Note that WriteDictionaryAsString is necessary because Dictionary<TKey, TValue> doesn’t have a useful ToString() method. If it did, we could just pass the dictionary instance to TraceInformation, which could call ToString() on the object only if tracing were turned on. Then we’d be back to just two quick calls to TraceInformation, which don’t really do anything inside unless logging is turned on. This would be ideal, but Dictionary doesn’t support it, and often you have complex structures of your own to emit that don’t have ToString() methods that behave this way.

So let’s come up with a new way to accomplish the same thing. Imagine what we could do if we did:

var someDictionary = new Dictionary<string, int>(/* some data*/);
// some logic
Trace.TraceInformation("The dictionary has {0} elements in it.", someDictionary.Count);
Trace.TraceInformation("Dictionary contents: {0}", someDictionary.DeferredToString());
// more logic

That looks downright readable again. Now here’s how we make this work well and fast:

/// <summary>
/// Extension methods for deferred serialization of various object types to strings.
/// </summary>
public static class DeferredToStringTools {
    /// <summary>
    /// Prepares a dictionary for printing as a string.
    /// </summary>
    /// <remarks>
    /// The work isn't done until (and if) the 
    /// <see cref="Object.ToString"/> method is actually called, which makes it great
    /// for logging complex objects without being in a conditional block.
    /// </remarks>
    public static object DeferredToString<K, V>(this IEnumerable<KeyValuePair<K, V>> keyValuePairs) {
        return new CustomToString<IEnumerable<KeyValuePair<K, V>>>(keyValuePairs, dictionarySerializer);
    }

    // Add as many overloads of DeferredToString as you want to this class,
    // one for each type of object you want to emit as part of logging. 
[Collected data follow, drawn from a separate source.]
/// Session controls exposed by the agent, newest shape first.
#[derive(Debug, Clone, PartialEq)]
pub enum SessionControls {
    /// Structured config options.
    ConfigOptions(Vec<SessionConfigOption>),
    /// Legacy mode and model lists.
    Legacy {
        /// Mode list, if any.
        modes: Option<SessionModeState>,
        /// Model list, if any.
        models: Option<SessionModelState>,
    },
    /// The agent exposes no controls.
    None,
}

fn session_controls(
    config_options: Option<&Vec<SessionConfigOption>>,
    modes: Option<&SessionModeState>,
    models: Option<&SessionModelState>,
) -> SessionControls {
    if let Some(options) = config_options {
        return SessionControls::ConfigOptions(options.clone());
    }
    if modes.is_none() && models.is_none() {
        return SessionControls::None;
    }
    SessionControls::Legacy {
        modes: modes.cloned(),
        models: models.cloned(),
    }
}

/// `session/new` params.
#[derive(Debug, Clone, PartialEq, Eq, Serialize, Deserialize)]
#[serde(rename_all = "camelCase")]
pub struct NewSessionRequest {
    /// Absolute working directory.
    pub cwd: PathBuf,
    /// MCP servers for the session.
    pub mcp_servers: Vec<McpServer>,
}

/// `session/new` result.
#[derive(Debug, Clone, PartialEq, Serialize, Deserialize)]
#[serde(rename_all = "camelCase")]
pub struct NewSessionResponse {
    /// Assigned session id.
    pub session_id: SessionId,
    /// Legacy mode list.
    #[serde(default, skip_serializing_if = "Option::is_none")]
    pub modes: Option<SessionModeState>,
    /// Legacy model list.
    #[serde(default, skip_serializing_if = "Option::is_none")]
    pub models: Option<SessionModelState>,
    /// Structured config options.
    #[serde(default, skip_serializing_if = "Option::is_none")]
    pub config_options: Option<Vec<SessionConfigOption>>,
    /// Free-form extension data.
    #[serde(rename = "_meta", default, skip_serializing_if = "Option::is_none")]
    pub meta: Option<Value>,
}

impl NewSessionResponse {
    /// Controls to present; config options win over legacy modes/models.
    #[must_use]
    pub fn session_controls(&self) -> SessionControls {
        session_controls(
            self.config_options.as_ref(),
            self.modes.as_ref(),
            self.models.as_ref(),
        )
    }
}

/// `session/load` params.
#[derive(Debug, Clone, PartialEq, Eq, Serialize, Deserialize)]
#[serde(rename_all = "camelCase")]
pub struct LoadSessionRequest {
    /// Session to resume.
    pub session_id: SessionId,
    /// Absolute working directory.
    pub cwd: PathBuf,
    /// MCP servers for the session.
    pub mcp_servers: Vec<McpServer>,
}

/// `session/load` result; every field is optional in practice.
#[derive(Debug, Clone, Default, PartialEq, Serialize, Deserialize)]
#[serde(rename_all = "camelCase")]
pub struct LoadSessionResponse {
    /// Session id, when the agent echoes it.
    #[serde(default, skip_serializing_if = "Option::is_none")]
    pub session_id: Option<SessionId>,
    /// Legacy mode list.
    #[serde(default, skip_serializing_if = "Option::is_none")]
    pub modes: Option<SessionModeState>,
    /// Legacy model list.
    #[serde(default, skip_serializing_if = "Option::is_none")]
    pub models: Option<SessionModelState>,
    /// Structured config options.
    #[serde(default, skip_serializing_if = "Option::is_none")]
    pub config_options: Option<Vec<SessionConfigOption>>,
    /// Free-form extension data.
    #[serde(rename = "_meta", default, skip_serializing_if = "Option::is_none")]
    pub meta: Option<Value>,
}

impl LoadSessionResponse {
    /// Controls to present; config options win over legacy modes/models.
    #[must_use]
    pub fn session_controls(&self) -> SessionControls {
        session_controls(
            self.config_options.as_ref(),
            self.modes.as_ref(),
            self.models.as_ref(),
        )
    }
}

/// What `session/load` produced after all compatibility fallbacks.
#[derive(Debug, Clone, PartialEq)]
pub struct LoadSessionOutcome {
    /// Resolved session id.
    pub session_id: SessionId,
    /// Decoded payload, when the agent sent a usable one.
    pub response: Option<LoadSessionResponse>,
}

/// One block of prompt content.
#[derive(Debug, Clone, PartialEq, Serialize, Deserialize)]
#[serde(tag = "type", rename_all = "snake_case", rename_all_fields = "camelCase")]
pub enum ContentBlock {
    /// Plain text.
    Text {
        /// Text content.
        text: String,
    },
    /// Base64 image.
    Image {
        /// Base64 payload.
        data: String,
        /// MIME type.
        mime_type: String,
    },
    /// Link to a resource the agent can fetch.
    ResourceLink {
        /// Resource URI.
        uri: String,
        /// Display name.
        name: String,
        /// MIME type.
        #[serde(default, skip_serializing_if = "Option::is_none")]
        mime_type: Option<String>,
    },
    /// Embedded resource contents.
    Resource {
        /// Resource payload.
        resource: Value,
    },
}

impl ContentBlock {
    /// Text block helper.
    #[must_use]
    pub fn text(text: impl Into<String>) -> Self {
        Self::Text { text: text.into() }
    }
}

/// `session/prompt` params.
#[derive(Debug, Clone, PartialEq, Serialize, Deserialize)]
#[serde(rename_all = "camelCase")]
pub struct PromptRequest {
    /// Target session.
    pub session_id: SessionId,
    /// Prompt content.
    pub prompt: Vec<ContentBlock>,
}

/// Why a prompt turn ended.
#[derive(Debug, Clone, Copy, PartialEq, Eq, Serialize, Deserialize)]
#[serde(rename_all = "snake_case")]
pub enum StopReason {
    /// The model finished its turn.
    EndTurn,
    /// Token limit reached.
    MaxTokens,
    /// Turn request limit reached.
    MaxTurnRequests,
    /// The model refused.
    Refusal,
    /// The client cancelled the turn.
    Cancelled,
}

/// `session/prompt` result.
#[derive(Debug, Clone, PartialEq, Serialize, Deserialize)]
#[serde(rename_all = "camelCase")]
pub struct PromptResponse {
    /// Why the turn ended.
    pub stop_reason: StopReason,
    /// Free-form extension data.
    #[serde(rename = "_meta", default, skip_serializing_if = "Option::is_none")]
    pub meta: Option<Value>,
}

/// `session/cancel` params.
#[derive(Debug, Clone, PartialEq, Eq, Serialize, Deserialize)]
#[serde(rename_all = "camelCase")]
pub struct CancelNotification {
    /// Session whose turn should stop.
    pub session_id: SessionId,
}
    private static string dictionarySerializer<K, V>(IEnumerable<KeyValuePair<K, V>> pairs) {
        var dictionary = pairs as IDictionary<K, V>;
        StringBuilder sb = new StringBuilder(dictionary != null ? dictionary.Count * 40 : 200);
        foreach (var pair in pairs) {
            sb.AppendFormat(CultureInfo.CurrentCulture, "t{0}: {1}{2}", pair.Key, pair.Value, Environment.NewLine);
        }
        return sb.ToString();
    }

    /// <summary>
    /// Wraps an object in another object that has a special ToString() implementation.
    /// </summary>
    /// <typeparam name="T">The type of object to be wrapped.</typeparam>
    private class CustomToString<T> {
        T obj;
        Func<T, string> toString;

        public CustomToString(T obj, Func<T, string> toString) {
            if (toString == null) throw new ArgumentNullException();
            this.obj = obj;
            this.toString = toString;
        } 

        public override string ToString() {
            return toString(obj);
        }
    }
}

Note that the code above uses a couple of C# capabilities unique to .NET 3.5. If you are targeting .NET 2.0 you can still do this, but the syntax will be slightly different.

So there you have it. You can call Trace.TraceWarning, TraceInformation, etc. all you want (ok, still within reason) and pass it strings with {0} placeholders and objects that must be written out as strings, and those objects without adequate ToString() methods can leverage this facility to benefit from deferred serialization just like any other type with an adequate ToString() method.